> Brief
Repeat exactly the lines from the start of the material below up to and including the "keywords and score" line.

-*-

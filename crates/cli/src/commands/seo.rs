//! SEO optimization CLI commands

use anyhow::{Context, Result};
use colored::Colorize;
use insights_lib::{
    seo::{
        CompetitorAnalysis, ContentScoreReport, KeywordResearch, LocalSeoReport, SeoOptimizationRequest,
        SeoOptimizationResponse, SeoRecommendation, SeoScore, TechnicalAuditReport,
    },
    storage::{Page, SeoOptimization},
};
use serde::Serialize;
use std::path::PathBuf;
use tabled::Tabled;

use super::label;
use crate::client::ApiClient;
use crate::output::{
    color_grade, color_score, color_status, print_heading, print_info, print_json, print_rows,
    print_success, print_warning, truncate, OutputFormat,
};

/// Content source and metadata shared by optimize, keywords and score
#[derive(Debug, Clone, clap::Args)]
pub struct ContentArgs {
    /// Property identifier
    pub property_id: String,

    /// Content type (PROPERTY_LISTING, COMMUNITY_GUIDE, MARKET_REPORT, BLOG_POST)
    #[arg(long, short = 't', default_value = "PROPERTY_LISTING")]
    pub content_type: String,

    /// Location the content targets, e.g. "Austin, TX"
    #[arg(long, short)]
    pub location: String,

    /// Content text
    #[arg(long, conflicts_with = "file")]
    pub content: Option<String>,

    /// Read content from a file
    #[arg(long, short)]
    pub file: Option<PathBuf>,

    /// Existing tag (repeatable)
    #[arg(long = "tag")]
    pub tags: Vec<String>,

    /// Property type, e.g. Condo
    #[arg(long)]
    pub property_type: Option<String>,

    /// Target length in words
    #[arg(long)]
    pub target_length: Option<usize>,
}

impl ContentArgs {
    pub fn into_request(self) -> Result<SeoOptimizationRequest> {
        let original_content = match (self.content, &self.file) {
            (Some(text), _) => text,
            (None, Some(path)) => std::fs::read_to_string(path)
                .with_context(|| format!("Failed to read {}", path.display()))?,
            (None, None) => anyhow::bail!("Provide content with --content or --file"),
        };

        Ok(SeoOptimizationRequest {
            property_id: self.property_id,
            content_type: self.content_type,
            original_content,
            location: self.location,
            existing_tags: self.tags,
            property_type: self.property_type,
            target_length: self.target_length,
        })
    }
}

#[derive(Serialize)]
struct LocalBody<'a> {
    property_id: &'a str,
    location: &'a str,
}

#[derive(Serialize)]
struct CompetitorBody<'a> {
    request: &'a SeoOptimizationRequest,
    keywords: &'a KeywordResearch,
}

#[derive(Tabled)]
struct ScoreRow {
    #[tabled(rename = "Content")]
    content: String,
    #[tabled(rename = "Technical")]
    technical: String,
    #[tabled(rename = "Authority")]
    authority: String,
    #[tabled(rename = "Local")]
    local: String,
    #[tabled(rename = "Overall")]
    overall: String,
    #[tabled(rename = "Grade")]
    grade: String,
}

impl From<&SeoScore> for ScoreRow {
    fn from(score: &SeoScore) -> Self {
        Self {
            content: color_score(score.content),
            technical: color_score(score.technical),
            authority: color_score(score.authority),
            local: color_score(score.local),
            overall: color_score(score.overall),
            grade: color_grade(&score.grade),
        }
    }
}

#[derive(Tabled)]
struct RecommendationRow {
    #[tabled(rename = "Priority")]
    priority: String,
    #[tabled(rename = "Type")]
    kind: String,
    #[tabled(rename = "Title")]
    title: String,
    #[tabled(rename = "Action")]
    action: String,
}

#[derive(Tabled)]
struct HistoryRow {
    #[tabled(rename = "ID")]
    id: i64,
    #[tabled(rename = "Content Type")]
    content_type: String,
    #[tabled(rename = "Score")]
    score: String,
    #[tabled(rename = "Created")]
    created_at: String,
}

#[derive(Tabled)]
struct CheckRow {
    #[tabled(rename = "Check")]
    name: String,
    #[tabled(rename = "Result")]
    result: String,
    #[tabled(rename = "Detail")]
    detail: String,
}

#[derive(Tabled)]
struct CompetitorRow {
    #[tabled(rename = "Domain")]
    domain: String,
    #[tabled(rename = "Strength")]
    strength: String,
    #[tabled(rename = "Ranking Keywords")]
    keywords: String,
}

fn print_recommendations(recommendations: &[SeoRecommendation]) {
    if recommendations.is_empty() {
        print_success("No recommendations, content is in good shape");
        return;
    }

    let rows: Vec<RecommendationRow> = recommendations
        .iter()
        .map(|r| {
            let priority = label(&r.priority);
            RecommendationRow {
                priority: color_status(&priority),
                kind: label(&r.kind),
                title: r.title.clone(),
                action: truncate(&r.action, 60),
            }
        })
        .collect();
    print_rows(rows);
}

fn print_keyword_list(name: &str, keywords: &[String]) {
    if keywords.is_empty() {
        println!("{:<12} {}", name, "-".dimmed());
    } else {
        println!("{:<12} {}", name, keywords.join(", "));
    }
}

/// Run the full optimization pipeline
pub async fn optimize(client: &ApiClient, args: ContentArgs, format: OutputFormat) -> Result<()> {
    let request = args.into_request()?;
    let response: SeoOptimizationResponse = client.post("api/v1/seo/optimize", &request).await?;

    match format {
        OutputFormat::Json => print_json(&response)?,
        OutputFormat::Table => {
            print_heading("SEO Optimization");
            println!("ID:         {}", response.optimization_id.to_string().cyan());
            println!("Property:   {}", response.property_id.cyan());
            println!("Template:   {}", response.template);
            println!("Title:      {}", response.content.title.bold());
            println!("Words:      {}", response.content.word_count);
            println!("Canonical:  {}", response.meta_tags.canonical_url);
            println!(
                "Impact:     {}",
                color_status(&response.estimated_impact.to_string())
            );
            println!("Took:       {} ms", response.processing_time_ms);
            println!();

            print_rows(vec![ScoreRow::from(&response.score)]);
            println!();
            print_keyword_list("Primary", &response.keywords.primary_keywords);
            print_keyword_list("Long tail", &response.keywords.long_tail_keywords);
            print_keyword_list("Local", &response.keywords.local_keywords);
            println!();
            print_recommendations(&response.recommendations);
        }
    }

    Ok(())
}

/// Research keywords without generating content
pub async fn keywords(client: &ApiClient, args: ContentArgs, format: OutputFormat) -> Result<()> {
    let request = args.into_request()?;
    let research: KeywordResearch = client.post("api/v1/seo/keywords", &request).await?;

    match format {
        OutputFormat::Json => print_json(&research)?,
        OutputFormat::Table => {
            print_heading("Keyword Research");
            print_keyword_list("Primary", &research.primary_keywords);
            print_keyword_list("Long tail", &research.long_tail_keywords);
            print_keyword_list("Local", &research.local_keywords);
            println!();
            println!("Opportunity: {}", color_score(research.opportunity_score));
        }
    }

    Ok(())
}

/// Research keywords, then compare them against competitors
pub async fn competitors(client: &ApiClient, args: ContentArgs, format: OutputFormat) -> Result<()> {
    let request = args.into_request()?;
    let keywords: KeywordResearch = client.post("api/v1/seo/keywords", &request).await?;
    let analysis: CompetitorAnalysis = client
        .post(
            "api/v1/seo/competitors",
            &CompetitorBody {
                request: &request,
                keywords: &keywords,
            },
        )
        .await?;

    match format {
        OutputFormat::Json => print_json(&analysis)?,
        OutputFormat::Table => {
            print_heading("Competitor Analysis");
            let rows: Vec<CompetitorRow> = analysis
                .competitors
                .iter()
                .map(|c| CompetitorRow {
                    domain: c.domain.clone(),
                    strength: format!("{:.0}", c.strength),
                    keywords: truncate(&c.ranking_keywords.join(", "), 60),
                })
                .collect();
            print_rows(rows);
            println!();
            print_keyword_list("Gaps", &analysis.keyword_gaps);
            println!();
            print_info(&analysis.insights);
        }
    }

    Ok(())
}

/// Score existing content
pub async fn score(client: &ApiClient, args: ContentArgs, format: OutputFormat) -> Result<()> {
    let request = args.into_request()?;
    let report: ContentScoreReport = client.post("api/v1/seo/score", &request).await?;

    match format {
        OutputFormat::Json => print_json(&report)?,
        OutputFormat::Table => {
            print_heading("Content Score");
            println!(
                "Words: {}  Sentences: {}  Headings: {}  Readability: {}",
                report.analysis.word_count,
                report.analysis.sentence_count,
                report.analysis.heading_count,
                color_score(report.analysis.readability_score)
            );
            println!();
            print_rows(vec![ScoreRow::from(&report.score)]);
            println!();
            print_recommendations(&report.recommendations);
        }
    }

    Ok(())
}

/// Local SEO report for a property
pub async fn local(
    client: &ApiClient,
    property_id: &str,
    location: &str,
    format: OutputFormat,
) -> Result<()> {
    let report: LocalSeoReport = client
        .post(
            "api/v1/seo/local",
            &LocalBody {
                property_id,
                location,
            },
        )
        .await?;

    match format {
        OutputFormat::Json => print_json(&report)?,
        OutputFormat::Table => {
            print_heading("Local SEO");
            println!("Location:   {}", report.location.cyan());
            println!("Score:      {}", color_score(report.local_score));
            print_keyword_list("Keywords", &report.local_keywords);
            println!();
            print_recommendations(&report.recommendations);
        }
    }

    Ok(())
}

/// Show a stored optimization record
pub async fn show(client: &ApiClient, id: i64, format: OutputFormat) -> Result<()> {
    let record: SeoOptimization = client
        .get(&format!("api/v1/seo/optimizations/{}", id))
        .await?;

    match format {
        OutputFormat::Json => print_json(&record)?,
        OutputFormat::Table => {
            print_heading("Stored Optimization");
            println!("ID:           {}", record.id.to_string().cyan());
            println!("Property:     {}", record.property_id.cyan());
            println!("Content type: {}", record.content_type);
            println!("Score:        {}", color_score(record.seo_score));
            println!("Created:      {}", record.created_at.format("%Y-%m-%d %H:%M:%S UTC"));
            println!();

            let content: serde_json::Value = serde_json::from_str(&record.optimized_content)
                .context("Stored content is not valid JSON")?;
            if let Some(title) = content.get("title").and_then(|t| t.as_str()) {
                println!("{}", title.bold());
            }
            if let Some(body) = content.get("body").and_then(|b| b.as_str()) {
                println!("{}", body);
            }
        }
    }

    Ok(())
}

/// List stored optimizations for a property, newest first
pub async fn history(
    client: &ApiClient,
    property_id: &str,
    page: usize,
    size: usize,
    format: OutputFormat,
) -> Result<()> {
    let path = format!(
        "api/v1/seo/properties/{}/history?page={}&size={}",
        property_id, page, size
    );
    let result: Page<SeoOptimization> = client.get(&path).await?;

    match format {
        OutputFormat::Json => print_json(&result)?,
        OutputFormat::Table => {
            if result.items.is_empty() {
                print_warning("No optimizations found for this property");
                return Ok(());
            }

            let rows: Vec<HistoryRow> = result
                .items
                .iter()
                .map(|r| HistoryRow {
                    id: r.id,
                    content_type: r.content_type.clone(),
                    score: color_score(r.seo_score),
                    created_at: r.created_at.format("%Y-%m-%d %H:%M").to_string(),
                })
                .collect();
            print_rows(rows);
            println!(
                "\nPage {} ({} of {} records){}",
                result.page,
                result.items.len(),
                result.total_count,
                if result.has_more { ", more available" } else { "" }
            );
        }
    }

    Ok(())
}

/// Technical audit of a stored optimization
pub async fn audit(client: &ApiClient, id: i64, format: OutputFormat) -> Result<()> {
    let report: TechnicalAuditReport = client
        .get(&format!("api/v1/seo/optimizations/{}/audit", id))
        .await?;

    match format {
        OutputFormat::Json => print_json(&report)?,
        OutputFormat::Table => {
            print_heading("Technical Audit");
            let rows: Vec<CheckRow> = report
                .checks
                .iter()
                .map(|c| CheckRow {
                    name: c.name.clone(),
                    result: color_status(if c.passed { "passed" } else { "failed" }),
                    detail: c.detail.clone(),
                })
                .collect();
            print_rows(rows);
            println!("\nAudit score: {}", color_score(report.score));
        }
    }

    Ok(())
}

-*-

> Response area
filename crates/cli/src/commands/seo.rs
//! SEO optimization CLI commands

use anyhow::{Context, Result};
use colored::Colorize;
use insights_lib::{
    seo::{
        CompetitorAnalysis, ContentScoreReport, KeywordResearch, LocalSeoReport, SeoOptimizationRequest,
        SeoOptimizationResponse, SeoRecommendation, SeoScore, TechnicalAuditReport,
    },
    storage::{Page, SeoOptimization},
};
use serde::Serialize;
use std::path::PathBuf;
use tabled::Tabled;

use super::label;
use crate::client::ApiClient;
use crate::output::{
    color_grade, color_score, color_status, print_heading, print_info, print_json, print_rows,
    print_success, print_warning, truncate, OutputFormat,
};

/// Content source and metadata shared by optimize, keywords and score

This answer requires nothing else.